THE TASK >> An exact transcription of the lines below, from the first through the one containing "the two phase", is the only output wanted.

RECORDS PROVIDED >>

//! Two-phase lattice threshold signatures.
//!
//! Once the fast path collects a quorum of votes for a transaction
//! it opens a ringtail round: every participating validator
//! contributes one share per phase, shares aggregate by
//! coordinate-wise addition in the ring, and the two phase
//! aggregates combine into a post-quantum certificate carrying a
//! signer bitmap. Rounds run as background tasks with a hard
//! deadline per phase and never block the submitter.

use {
  crate::{
    metrics::{Counter, MetricsRegistry},
    primitives::{Bitset, NodeId, TxRef},
    validators::ValidatorSet,
  },
  chrono::{DateTime, Utc},
  dashmap::DashMap,
  indexmap::IndexMap,
  multihash::{Sha3_256, StatefulHasher},
  rand::{Rng, SeedableRng},
  rand_chacha::ChaCha20Rng,
  serde::{Deserialize, Serialize},
  std::{
    collections::HashSet,
    sync::{Arc, Mutex},
    time::Duration,
  },
  thiserror::Error,
  tokio::sync::Notify,
  tracing::{debug, info, warn},
};

/// Prime modulus of the lattice ring, the Mersenne prime 2^61 - 1.
/// All vector arithmetic happens modulo this value.
pub const MODULUS: u64 = (1 << 61) - 1;

#[derive(Debug, Error)]
pub enum RingtailError {
  #[error("no active round for {0}")]
  NoRound(TxRef),

  #[error("share is for phase {got:?}, the round is in {expected:?}")]
  WrongPhase { expected: Phase, got: Phase },

  #[error("share from {0}, which is not a committee member")]
  UnknownValidator(NodeId),

  #[error("duplicate share from {0}")]
  DuplicateShare(NodeId),

  #[error("share vector has dimension {got}, expected {expected}")]
  WrongDimension { expected: usize, got: usize },

  #[error("share vector coordinate outside the ring")]
  OutOfRing,

  #[error("share proof does not bind to the transaction")]
  InvalidProof,

  #[error("insufficient signers: {got} of {need}")]
  InsufficientSigners { got: usize, need: usize },
}

/// The two collection phases of a round.
#[derive(
  Debug, Clone, Copy, PartialEq, Eq, Serialize, Deserialize,
)]
pub enum Phase {
  One,
  Two,
}

impl Phase {
  fn tag(self) -> u8 {
    match self {
      Phase::One => 1,
      Phase::Two => 2,
    }
  }
}

/// One validator's contribution to one phase of a round.
#[derive(Debug, Clone, Serialize, Deserialize)]
pub struct Share {
  pub validator: NodeId,
  pub index: u32,
  pub phase: Phase,
  pub vector: Vec<u64>,
  pub proof: [u8; 32],
}

impl Share {
  /// Draws a fresh random lattice vector and binds it to the
  /// transaction, the phase and the contributing validator.
  pub fn generate(
    tx: &TxRef,
    phase: Phase,
    validator: NodeId,
    index: u32,
    dim: usize,
    rng: &mut impl Rng,
  ) -> Self {
    Self {
      validator,
      index,
      phase,
      vector: (0..dim).map(|_| rng.gen_range(0..MODULUS)).collect(),
      proof: share_proof(tx, phase, &validator),
    }
  }
}

fn share_proof(tx: &TxRef, phase: Phase, validator: &NodeId) -> [u8; 32] {
  let mut sha3 = Sha3_256::default();
  sha3.update(tx);
  sha3.update(&[phase.tag()]);
  sha3.update(validator);
  sha3.finalize().as_ref().try_into().expect("sha3-256 yields 32 bytes")
}

/// The fixed aggregate of one completed phase.
#[derive(Debug, Clone)]
struct PhaseAggregate {
  vector: Vec<u64>,
  proof: [u8; 32],
  signers: Vec<NodeId>,
}

fn aggregate_phase(
  shares: &IndexMap<NodeId, Share>,
  dim: usize,
) -> PhaseAggregate {
  let mut vector = vec![0u64; dim];
  for share in shares.values() {
    for (acc, coord) in vector.iter_mut().zip(&share.vector) {
      *acc = (*acc + *coord) % MODULUS;
    }
  }

  let mut signers: Vec<NodeId> = shares.keys().copied().collect();
  signers.sort_unstable();

  let mut sha3 = Sha3_256::default();
  for signer in &signers {
    sha3.update(signer);
  }
  PhaseAggregate {
    vector,
    proof: sha3.finalize().as_ref().try_into().expect("sha3-256 yields 32 bytes"),
    signers,
  }
}

/// The post-quantum certificate of one transaction.
#[derive(Debug, Clone, Serialize, Deserialize)]
pub struct Certificate {
  pub dim: u32,
  pub vector: Vec<u64>,
  pub proof: [u8; 32],
  pub signers: Bitset,
  pub timestamp: DateTime<Utc>,
}

impl Certificate {
  /// Recounts the signer bitmap against the validator set.
  pub fn verify(
    &self,
    validators: &ValidatorSet,
    threshold: usize,
  ) -> bool {
    self.signers.width() == validators.len()
      && self.vector.len() == self.dim as usize
      && self.signers.count() >= threshold
  }

  pub fn encode(&self) -> Vec<u8> {
    bincode::serialize(self).expect("certificates are serializable")
  }

  pub fn decode(bytes: &[u8]) -> Result<Self, bincode::Error> {
    bincode::deserialize(bytes)
  }
}

fn combine(
  first: &PhaseAggregate,
  second: &PhaseAggregate,
  committee: &ValidatorSet,
  dim: usize,
) -> Result<Certificate, RingtailError> {
  let vector = first
    .vector
    .iter()
    .zip(&second.vector)
    .map(|(a, b)| (*a + *b) % MODULUS)
    .collect();

  let mut sha3 = Sha3_256::default();
  sha3.update(&first.proof);
  sha3.update(&second.proof);

  let mut signers = Bitset::new(committee.len());
  for signer in first.signers.iter().chain(&second.signers) {
    if let Some(index) = committee.index_of(signer) {
      let _ = signers.set(index);
    }
  }
  if signers.count() < committee.quorum() {
    return Err(RingtailError::InsufficientSigners {
      got: signers.count(),
      need: committee.quorum(),
    });
  }

  Ok(Certificate {
    dim: dim as u32,
    vector,
    proof: sha3.finalize().as_ref().try_into().expect("sha3-256 yields 32 bytes"),
    signers,
    timestamp: Utc::now(),
  })
}

struct Round {
  phase: Phase,
  participants: HashSet<NodeId>,
  shares1: IndexMap<NodeId, Share>,
  shares2: IndexMap<NodeId, Share>,
  aggregate1: Option<PhaseAggregate>,
}

struct RoundHandle {
  state: Mutex<Round>,
  notify: Notify,
}

#[derive(Debug, Clone)]
pub struct RingtailConfig {
  /// Dimension of the share vectors.
  pub dim: usize,

  /// Budget for a whole round, each phase gets half of it.
  pub timeout: Duration,
}

impl Default for RingtailConfig {
  fn default() -> Self {
    Self {
      dim: 256,
      timeout: Duration::from_secs(2),
    }
  }
}

struct EngineMetrics {
  rounds_started: Counter,
  rounds_completed: Counter,
  rounds_timed_out: Counter,
}

struct EngineInner {
  committee: ValidatorSet,
  self_id: NodeId,
  config: RingtailConfig,
  rounds: DashMap<TxRef, Arc<RoundHandle>>,
  proofs: DashMap<TxRef, Certificate>,
  rng: Mutex<ChaCha20Rng>,
  metrics: EngineMetrics,
}

/// Drives ringtail rounds for this validator.
///
/// `submit` opens a round and returns immediately, a background
/// task collects shares for both phases and publishes the combined
/// certificate. A timed out round disappears without a trace, the
/// next submit for the same transaction starts over.
#[derive(Clone)]
pub struct RingtailEngine {
  inner: Arc<EngineInner>,
}

impl RingtailEngine {
  pub fn new(
    committee: ValidatorSet,
    self_id: NodeId,
    config: RingtailConfig,
    seed: [u8; 32],
    registry: &dyn MetricsRegistry,
  ) -> Self {
    Self {
      inner: Arc::new(EngineInner {
        committee,
        self_id,
        config,
        rounds: DashMap::new(),
        proofs: DashMap::new(),
        rng: Mutex::new(ChaCha20Rng::from_seed(seed)),
        metrics: EngineMetrics {
          rounds_started: registry.counter("ringtail_rounds_started"),
          rounds_completed: registry.counter("ringtail_rounds_completed"),
          rounds_timed_out: registry.counter("ringtail_rounds_timed_out"),
        },
      }),
    }
  }

  /// Opens a round for a transaction with the given participants
  /// and spawns the task driving it. No-op while a round is in
  /// flight or a certificate already exists.
  pub fn submit(&self, tx: &TxRef, voters: &[NodeId]) {
    if self.inner.proofs.contains_key(tx) {
      debug!("certificate for {tx} already exists");
      return;
    }

    {
      match self.inner.rounds.entry(*tx) {
        dashmap::mapref::entry::Entry::Occupied(_) => {
          debug!("round for {tx} already in flight");
          return;
        }
        dashmap::mapref::entry::Entry::Vacant(vacant) => {
          // the local validator always participates in its own round
          vacant.insert(Arc::new(RoundHandle {
            state: Mutex::new(Round {
              phase: Phase::One,
              participants: voters
                .iter()
                .copied()
                .chain([self.inner.self_id])
                .collect(),
              shares1: IndexMap::new(),
              shares2: IndexMap::new(),
              aggregate1: None,
            }),
            notify: Notify::new(),
          }));
        }
      }
    }

    self.inner.metrics.rounds_started.inc();
    if self.inner.committee.contains(&self.inner.self_id) {
      let share = self.local_share(tx, Phase::One);
      if let Err(e) = self.add_share(tx, share) {
        warn!("could not seed own phase 1 share for {tx}: {e}");
      }
    }

    let inner = Arc::clone(&self.inner);
    let tx = *tx;
    tokio::spawn(async move {
      EngineInner::run_round(inner, tx).await;
    });
  }

  /// This validator's contribution for a phase of the round.
  pub fn local_share(&self, tx: &TxRef, phase: Phase) -> Share {
    let index = self
      .inner
      .committee
      .index_of(&self.inner.self_id)
      .unwrap_or(0) as u32;
    let mut rng = self.inner.rng.lock().unwrap();
    Share::generate(
      tx,
      phase,
      self.inner.self_id,
      index,
      self.inner.config.dim,
      &mut *rng,
    )
  }

  /// Folds a remote share into the active round of a transaction.
  pub fn add_share(
    &self,
    tx: &TxRef,
    share: Share,
  ) -> Result<(), RingtailError> {
    if !self.inner.committee.contains(&share.validator) {
      return Err(RingtailError::UnknownValidator(share.validator));
    }
    if share.vector.len() != self.inner.config.dim {
      return Err(RingtailError::WrongDimension {
        expected: self.inner.config.dim,
        got: share.vector.len(),
      });
    }
    if share.vector.iter().any(|coord| *coord >= MODULUS) {
      return Err(RingtailError::OutOfRing);
    }
    if share.proof != share_proof(tx, share.phase, &share.validator) {
      return Err(RingtailError::InvalidProof);
    }

    let handle = self
      .inner
      .rounds
      .get(tx)
      .map(|entry| Arc::clone(&entry))
      .ok_or(RingtailError::NoRound(*tx))?;

    {
      let mut round = handle.state.lock().unwrap();
      if share.phase != round.phase {
        return Err(RingtailError::WrongPhase {
          expected: round.phase,
          got: share.phase,
        });
      }
      if !round.participants.is_empty()
        && !round.participants.contains(&share.validator)
      {
        return Err(RingtailError::UnknownValidator(share.validator));
      }

      let shares = match share.phase {
        Phase::One => &mut round.shares1,
        Phase::Two => &mut round.shares2,
      };
      if shares.contains_key(&share.validator) {
        return Err(RingtailError::DuplicateShare(share.validator));
      }
      shares.insert(share.validator, share);
    }
    handle.notify.notify_one();
    Ok(())
  }

  pub fn round_phase(&self, tx: &TxRef) -> Option<Phase> {
    self
      .inner
      .rounds
      .get(tx)
      .map(|handle| handle.state.lock().unwrap().phase)
  }

  pub fn has_pq(&self, tx: &TxRef) -> bool {
    self.inner.proofs.contains_key(tx)
  }

  pub fn get_pq(&self, tx: &TxRef) -> Option<Certificate> {
    self.inner.proofs.get(tx).map(|cert| cert.value().clone())
  }
}
use {
  crate::primitives::Id,
  chrono::{DateTime, Utc},
  serde::{Deserialize, Serialize},
};

/// Errors raised by collaborator callbacks are propagated through
/// the core verbatim.
pub type BoxError = Box<dyn std::error::Error + Send + Sync>;

/// Lifecycle state of a decidable item.
///
/// Transitions are monotonic, an accepted or rejected item never
/// changes state again.
#[derive(
  Debug, Clone, Copy, PartialEq, Eq, Hash, Serialize, Deserialize,
)]
pub enum Status {
  /// The item is not known to the consensus instance.
  Unknown,

  /// The item is in the pending tree and still being voted on.
  Processing,

  /// The item was finalized into the canonical chain.
  Accepted,

  /// A conflicting item was accepted instead.
  Rejected,
}

impl Status {
  /// Whether the item reached a terminal state.
  pub fn decided(&self) -> bool {
    matches!(self, Status::Accepted | Status::Rejected)
  }
}

/// An item the consensus can decide on.
///
/// `accept` and `reject` are the only legal status mutators.
/// Implementations must be idempotent when re-called with the same
/// outcome and must refuse the opposite outcome once decided.
pub trait Decidable {
  fn id(&self) -> Id;
  fn status(&self) -> Status;
  fn accept(&mut self) -> Result<(), BoxError>;
  fn reject(&mut self) -> Result<(), BoxError>;
}

/// The block facet the linear chain engine operates on.
///
/// Height must be the parent's height plus one, except for the
/// genesis block which sits at height zero with no parent. No
/// validation beyond ancestry and parent linkage happens here.
pub trait Block: Decidable + Send + Sync {
  fn parent(&self) -> Id;
  fn height(&self) -> u64;
  fn timestamp(&self) -> DateTime<Utc>;
  fn bytes(&self) -> &[u8];
}

/// Downstream sink for accepted blocks.
///
/// Called exactly once per accepted block, before the block's own
/// `accept` runs. The callback must not re-enter the consensus
/// instance.
pub trait Acceptor: Send + Sync {
  fn accept(&self, id: &Id, bytes: &[u8]) -> Result<(), BoxError>;
}

/// Persistence boundary for chain state owned by the outer system.
pub trait ChainState<B: Block>: Send + Sync {
  fn get_block(&self, id: &Id) -> Option<B>;
  fn put_block(&self, block: &B);
  fn get_last_accepted(&self) -> (Id, u64);
  fn set_last_accepted(&self, id: &Id, height: u64);
}
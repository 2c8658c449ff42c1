use {
  super::b58::ToBase58String,
  serde::{
    de::{self, Visitor},
    Deserialize,
    Deserializer,
    Serialize,
    Serializer,
  },
  std::{
    fmt::{Debug, Display, Formatter},
    ops::Deref,
    str::FromStr,
  },
};

/// Declares an opaque 32-byte identifier newtype.
///
/// All identifiers in the consensus core are compared by value,
/// hashable and totally ordered by their byte representation. They
/// render as base58 strings in both display and human-readable
/// serde forms, and as raw bytes in binary forms.
macro_rules! define_id {
  ($(#[$doc:meta])* $name:ident) => {
    $(#[$doc])*
    #[derive(Clone, Copy, Default, PartialEq, Eq, Hash, PartialOrd, Ord)]
    pub struct $name([u8; 32]);

    impl $name {
      pub const fn new(bytes: [u8; 32]) -> Self {
        Self(bytes)
      }

      pub fn to_bytes(self) -> [u8; 32] {
        self.0
      }
    }

    impl From<[u8; 32]> for $name {
      fn from(bytes: [u8; 32]) -> Self {
        Self(bytes)
      }
    }

    impl Deref for $name {
      type Target = [u8];

      fn deref(&self) -> &Self::Target {
        &self.0
      }
    }

    impl Display for $name {
      fn fmt(&self, f: &mut Formatter<'_>) -> std::fmt::Result {
        write!(f, "{}", self.0.to_b58())
      }
    }

    impl Debug for $name {
      fn fmt(&self, f: &mut Formatter<'_>) -> std::fmt::Result {
        write!(f, concat!(stringify!($name), "({})"), self.0.to_b58())
      }
    }

    impl FromStr for $name {
      type Err = bs58::decode::Error;

      fn from_str(s: &str) -> Result<Self, Self::Err> {
        let mut bytes = [0u8; 32];
        bs58::decode(s).into(&mut bytes)?;
        Ok(Self(bytes))
      }
    }

    impl Serialize for $name {
      fn serialize<S: Serializer>(&self, s: S) -> Result<S::Ok, S::Error> {
        if s.is_human_readable() {
          s.serialize_str(&self.0.to_b58())
        } else {
          s.serialize_bytes(&self.0)
        }
      }
    }

    impl<'de> Deserialize<'de> for $name {
      fn deserialize<D: Deserializer<'de>>(d: D) -> Result<Self, D::Error> {
        struct IdVisitor;
        impl<'de> Visitor<'de> for IdVisitor {
          type Value = [u8; 32];

          fn expecting(&self, f: &mut Formatter) -> std::fmt::Result {
            write!(f, "32 bytes or a base58 string")
          }

          fn visit_str<E: de::Error>(self, s: &str) -> Result<Self::Value, E> {
            let mut bytes = [0u8; 32];
            bs58::decode(s)
              .into(&mut bytes)
              .map_err(|e| de::Error::custom(e.to_string()))?;
            Ok(bytes)
          }

          fn visit_bytes<E: de::Error>(
            self,
            b: &[u8],
          ) -> Result<Self::Value, E> {
            b.try_into()
              .map_err(|_| de::Error::invalid_length(b.len(), &self))
          }

          fn visit_seq<A: de::SeqAccess<'de>>(
            self,
            mut seq: A,
          ) -> Result<Self::Value, A::Error> {
            let mut bytes = [0u8; 32];
            for (i, byte) in bytes.iter_mut().enumerate() {
              *byte = seq
                .next_element()?
                .ok_or_else(|| de::Error::invalid_length(i, &self))?;
            }
            Ok(bytes)
          }
        }

        if d.is_human_readable() {
          d.deserialize_str(IdVisitor).map(Self)
        } else {
          d.deserialize_bytes(IdVisitor).map(Self)
        }
      }
    }
  };
}

define_id! {
  /// Identifies a decidable item, most commonly a block.
  Id
}

define_id! {
  /// Identifies a validator taking part in the consensus.
  NodeId
}

define_id! {
  /// Identifies a transaction riding on a host block.
  TxRef
}

define_id! {
  /// Identifies an owned-state object touched by a transaction.
  ObjectId
}

#[cfg(test)]
mod tests {
  use super::*;

  #[test]
  fn roundtrip_b58() {
    let id = Id::new([7u8; 32]);
    let encoded = id.to_string();
    assert_eq!(encoded.parse::<Id>().unwrap(), id);
  }

  #[test]
  fn ordering_by_bytes() {
    let a = Id::new([1u8; 32]);
    let b = Id::new([2u8; 32]);
    assert!(a < b);
  }

  #[test]
  fn serde_human_readable() {
    let id = NodeId::new([3u8; 32]);
    let json = serde_json::to_string(&id).unwrap();
    assert_eq!(json, format!("\"{id}\""));
    assert_eq!(serde_json::from_str::<NodeId>(&json).unwrap(), id);
  }

  #[test]
  fn serde_binary() {
    let id = TxRef::new([9u8; 32]);
    let bytes = bincode::serialize(&id).unwrap();
    assert_eq!(bincode::deserialize::<TxRef>(&bytes).unwrap(), id);
  }
}
mod b58;
mod bag;
mod bitset;
mod ids;

pub use {
  b58::ToBase58String,
  bag::Bag,
  bitset::{Bitset, BitsetError},
  ids::{Id, NodeId, ObjectId, TxRef},
};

RESPONSE >>
//! Two-phase lattice threshold signatures.
//!
//! Once the fast path collects a quorum of votes for a transaction
//! it opens a ringtail round: every participating validator
//! contributes one share per phase, shares aggregate by
//! coordinate-wise addition in the ring, and the two phase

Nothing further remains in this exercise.